[Dataset content — start]

use crate::config::ConnectionSettings;
use crate::pool::Destination;
use crate::transport::{Connection, RequestWriter, ResponseReader, TransportError};
use async_trait::async_trait;
use bytes::{Buf, BufMut, Bytes, BytesMut};
use http::header::{CONTENT_LENGTH, HOST, TRANSFER_ENCODING};
use http::{HeaderMap, Method, Request, Response, StatusCode, Version};
use tokio::io::{AsyncRead, AsyncReadExt, AsyncWrite, AsyncWriteExt};
use tokio::sync::mpsc;

const MAX_HEAD_SIZE: usize = 64 * 1024;
const MAX_HEADERS: usize = 100;

/// Wrap any byte stream in a minimal HTTP/1.1 codec.
///
/// The writer tells the reader which method each request used, in send order,
/// so responses to `HEAD` can be framed without a body.
pub fn http1_connection<S>(
    stream: S,
    destination: &Destination,
    settings: &ConnectionSettings,
) -> Connection
where
    S: AsyncRead + AsyncWrite + Send + 'static,
{
    let (read_half, write_half) = tokio::io::split(stream);
    let (methods_tx, methods_rx) = mpsc::unbounded_channel();

    Connection::new(
        Http1Writer::new(write_half, destination, methods_tx),
        Http1Reader::new(
            read_half,
            settings.read_buffer_size,
            settings.max_response_body_size,
            methods_rx,
        ),
    )
}

pub struct Http1Writer<W> {
    io: W,
    host: String,
    methods: mpsc::UnboundedSender<Method>,
}

impl<W> Http1Writer<W> {
    pub fn new(io: W, destination: &Destination, methods: mpsc::UnboundedSender<Method>) -> Self {
        Self {
            io,
            host: destination.authority(),
            methods,
        }
    }
}

#[async_trait]
impl<W> RequestWriter for Http1Writer<W>
where
    W: AsyncWrite + Unpin + Send,
{
    async fn send(&mut self, request: &Request<Bytes>) -> Result<(), TransportError> {
        let head = encode_head(request, &self.host);

        // Queue the method before any byte goes out, the response may race us.
        let _ = self.methods.send(request.method().clone());

        self.io
            .write_all(&head)
            .await
            .map_err(TransportError::reset)?;

        if !request.body().is_empty() {
            self.io
                .write_all(request.body())
                .await
                .map_err(TransportError::reset)?;
        }

        self.io.flush().await.map_err(TransportError::reset)
    }
}

/// Serialize the request line and headers in origin form.
pub(crate) fn encode_head(request: &Request<Bytes>, host: &str) -> BytesMut {
    let mut buf = BytesMut::with_capacity(256);

    let target = request
        .uri()
        .path_and_query()
        .map(|pq| pq.as_str())
        .unwrap_or("/");

    buf.put_slice(request.method().as_str().as_bytes());
    buf.put_u8(b' ');
    buf.put_slice(target.as_bytes());
    buf.put_slice(b" HTTP/1.1\r\n");

    if !request.headers().contains_key(HOST) {
        buf.put_slice(b"host: ");
        buf.put_slice(host.as_bytes());
        buf.put_slice(b"\r\n");
    }

    for (name, value) in request.headers() {
        // Framing is derived from the body below.
        if name == CONTENT_LENGTH || name == TRANSFER_ENCODING {
            continue;
        }
        buf.put_slice(name.as_str().as_bytes());
        buf.put_slice(b": ");
        buf.put_slice(value.as_bytes());
        buf.put_slice(b"\r\n");
    }

    let body_len = request.body().len();
    if body_len > 0 || method_carries_body(request.method()) {
        buf.put_slice(format!("content-length: {body_len}\r\n").as_bytes());
    }

    buf.put_slice(b"\r\n");
    buf
}

fn method_carries_body(method: &Method) -> bool {
    method == Method::POST || method == Method::PUT || method == Method::PATCH
}

pub struct Http1Reader<R> {
    io: R,
    buf: BytesMut,
    read_size: usize,
    max_body_size: usize,
    methods: mpsc::UnboundedReceiver<Method>,
}

impl<R> Http1Reader<R> {
    pub fn new(
        io: R,
        read_size: usize,
        max_body_size: usize,
        methods: mpsc::UnboundedReceiver<Method>,
    ) -> Self {
        Self {
            io,
            buf: BytesMut::with_capacity(read_size),
            read_size,
            max_body_size,
            methods,
        }
    }
}

#[async_trait]
impl<R> ResponseReader for Http1Reader<R>
where
    R: AsyncRead + Unpin + Send,
{
    async fn next_response(&mut self) -> Result<Option<Response<Bytes>>, TransportError> {
        loop {
            let Some(head_len) = self.read_head().await? else {
                return Ok(None);
            };

            let head = self.buf.split_to(head_len).freeze();
            let mut response = parse_head(&head)?;

            // Interim responses do not answer the request.
            if response.status().is_informational()
                && response.status() != StatusCode::SWITCHING_PROTOCOLS
            {
                continue;
            }

            let method = self.methods.try_recv().map_err(|_| {
                TransportError::Protocol("response received without a pending request".into())
            })?;

            let body = self.read_body(&method, &response).await?;
            *response.body_mut() = body;

            return Ok(Some(response));
        }
    }
}

impl<R> Http1Reader<R>
where
    R: AsyncRead + Unpin + Send,
{
    async fn fill(&mut self) -> Result<usize, TransportError> {
        self.buf.reserve(self.read_size);
        self.io
            .read_buf(&mut self.buf)
            .await
            .map_err(TransportError::reset)
    }

    /// Like `fill`, but any failure means a response was cut short.
    async fn fill_body(&mut self) -> Result<(), TransportError> {
        match self.fill().await {
            Ok(0) => Err(TransportError::Truncated(
                "connection closed before the body was complete".into(),
            )),
            Ok(_) => Ok(()),
            Err(e) => Err(TransportError::Truncated(e.to_string())),
        }
    }

    /// Length of the next head including its blank line, or `None` on a clean EOF.
    async fn read_head(&mut self) -> Result<Option<usize>, TransportError> {
        loop {
            if let Some(pos) = find(&self.buf, b"\r\n\r\n") {
                return Ok(Some(pos + 4));
            }

            if self.buf.len() > MAX_HEAD_SIZE {
                return Err(TransportError::Protocol(format!(
                    "response head exceeds {MAX_HEAD_SIZE} bytes"
                )));
            }

            if self.fill().await? == 0 {
                return if self.buf.is_empty() {
                    Ok(None)
                } else {
                    Err(TransportError::Closed)
                };
            }
        }
    }

    async fn read_body(
        &mut self,
        method: &Method,
        response: &Response<Bytes>,
    ) -> Result<Bytes, TransportError> {
        let status = response.status();
        if method == Method::HEAD
            || status == StatusCode::NO_CONTENT
            || status == StatusCode::NOT_MODIFIED
            || status.is_informational()
        {
            return Ok(Bytes::new());
        }

        let headers = response.headers();
        if is_chunked(headers) {
            return self.read_chunked().await;
        }

        match content_length(headers)? {
            Some(len) => self.read_exact_body(len).await,
            None => self.read_to_end().await,
        }
    }

    async fn read_exact_body(&mut self, len: usize) -> Result<Bytes, TransportError> {
        if len > self.max_body_size {
            return Err(self.too_large());
        }

        while self.buf.len() < len {
            self.fill_body().await?;
        }
        Ok(self.buf.split_to(len).freeze())
    }

    async fn read_line(&mut self) -> Result<Bytes, TransportError> {
        loop {
            if let Some(pos) = find(&self.buf, b"\r\n") {
                let line = self.buf.split_to(pos).freeze();
                self.buf.advance(2);
                return Ok(line);
            }

            if self.buf.len() > MAX_HEAD_SIZE {
                return Err(TransportError::Truncated("trailer line too long".into()));
            }

            self.fill_body().await?;
        }
    }

    async fn read_chunk_size(&mut self) -> Result<u64, TransportError> {
        loop {
            match httparse::parse_chunk_size(&self.buf) {
                Ok(httparse::Status::Complete((consumed, size))) => {
                    self.buf.advance(consumed);
                    return Ok(size);
                }
                Ok(httparse::Status::Partial) if self.buf.len() > MAX_HEAD_SIZE => {
                    return Err(TransportError::Truncated("chunk header too long".into()));
                }
                Ok(httparse::Status::Partial) => self.fill_body().await?,
                Err(_) => {
                    return Err(TransportError::Truncated("invalid chunk size".into()));
                }
            }
        }
    }

    async fn read_chunked(&mut self) -> Result<Bytes, TransportError> {
        let mut body = BytesMut::new();

        loop {
            let size = self.read_chunk_size().await?;
            if size == 0 {
                // Trailers are read and dropped.
                while !self.read_line().await?.is_empty() {}
                return Ok(body.freeze());
            }

            let size = usize::try_from(size)
                .ok()
                .filter(|size| {
                    body.len()
                        .checked_add(*size)
                        .is_some_and(|total| total <= self.max_body_size)
                })
                .ok_or_else(|| self.too_large())?;
            let framed = size.checked_add(2).ok_or_else(|| self.too_large())?;

            while self.buf.len() < framed {
                self.fill_body().await?;
            }

            body.extend_from_slice(&self.buf[..size]);
            if &self.buf[size..framed] != b"\r\n" {
                return Err(TransportError::Truncated(
                    "chunk is missing its terminator".into(),
                ));
            }
            self.buf.advance(framed);
        }
    }

    /// Close-delimited body: everything until the peer hangs up.
    async fn read_to_end(&mut self) -> Result<Bytes, TransportError> {
        loop {
            if self.buf.len() > self.max_body_size {
                return Err(self.too_large());
            }

            match self.fill().await {
                Ok(0) => break,
                Ok(_) => continue,
                Err(e) => return Err(TransportError::Truncated(e.to_string())),
            }
        }
        Ok(self.buf.split().freeze())
    }

    fn too_large(&self) -> TransportError {
        TransportError::Truncated(format!(
            "response body exceeds {} bytes",
            self.max_body_size
        ))
    }
}

pub(crate) fn parse_head(head: &[u8]) -> Result<Response<Bytes>, TransportError> {
    let mut headers = [httparse::EMPTY_HEADER; MAX_HEADERS];
    let mut parsed = httparse::Response::new(&mut headers);

    match parsed.parse(head) {
        Ok(httparse::Status::Complete(_)) => {}
        Ok(httparse::Status::Partial) => {
            return Err(TransportError::Protocol("incomplete response head".into()));
        }
        Err(e) => {
            return Err(TransportError::Protocol(format!("invalid response head: {e}")));
        }
    }

    let version = match parsed.version {
        Some(0) => Version::HTTP_10,
        Some(1) => Version::HTTP_11,
        _ => {
            return Err(TransportError::Protocol(
                "unsupported response version".into(),
            ));
        }
    };

    let status = parsed
        .code
        .and_then(|code| StatusCode::from_u16(code).ok())
        .ok_or_else(|| TransportError::Protocol("invalid status code".into()))?;

    let mut builder = Response::builder().status(status).version(version);
    for header in parsed.headers.iter() {
        builder = builder.header(header.name, header.value);
    }

    builder
        .body(Bytes::new())
        .map_err(|e| TransportError::Protocol(format!("invalid response head: {e}")))
}

fn is_chunked(headers: &HeaderMap) -> bool {
    headers.get_all(TRANSFER_ENCODING).iter().any(|value| {
        value
            .to_str()
            .map(|v| v.to_ascii_lowercase().contains("chunked"))
            .unwrap_or(false)
    })
}

fn content_length(headers: &HeaderMap) -> Result<Option<usize>, TransportError> {
    let Some(value) = headers.get(CONTENT_LENGTH) else {
        return Ok(None);
    };

    value
        .to_str()
        .ok()
        .and_then(|v| v.trim().parse::<usize>().ok())
        .map(Some)
        .ok_or_else(|| TransportError::Protocol("invalid content-length header".into()))
}

fn find(haystack: &[u8], needle: &[u8]) -> Option<usize> {
    haystack
        .windows(needle.len())
        .position(|window| window == needle)
}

[Dataset content — finish]

Your objective:
Whenever the string "AsyncRead" turns up in a line of the data, copy that line.

Exercise solution:
use tokio::io::{AsyncRead, AsyncReadExt, AsyncWrite, AsyncWriteExt};
    S: AsyncRead + AsyncWrite + Send + 'static,
    R: AsyncRead + Unpin + Send,
    R: AsyncRead + Unpin + Send,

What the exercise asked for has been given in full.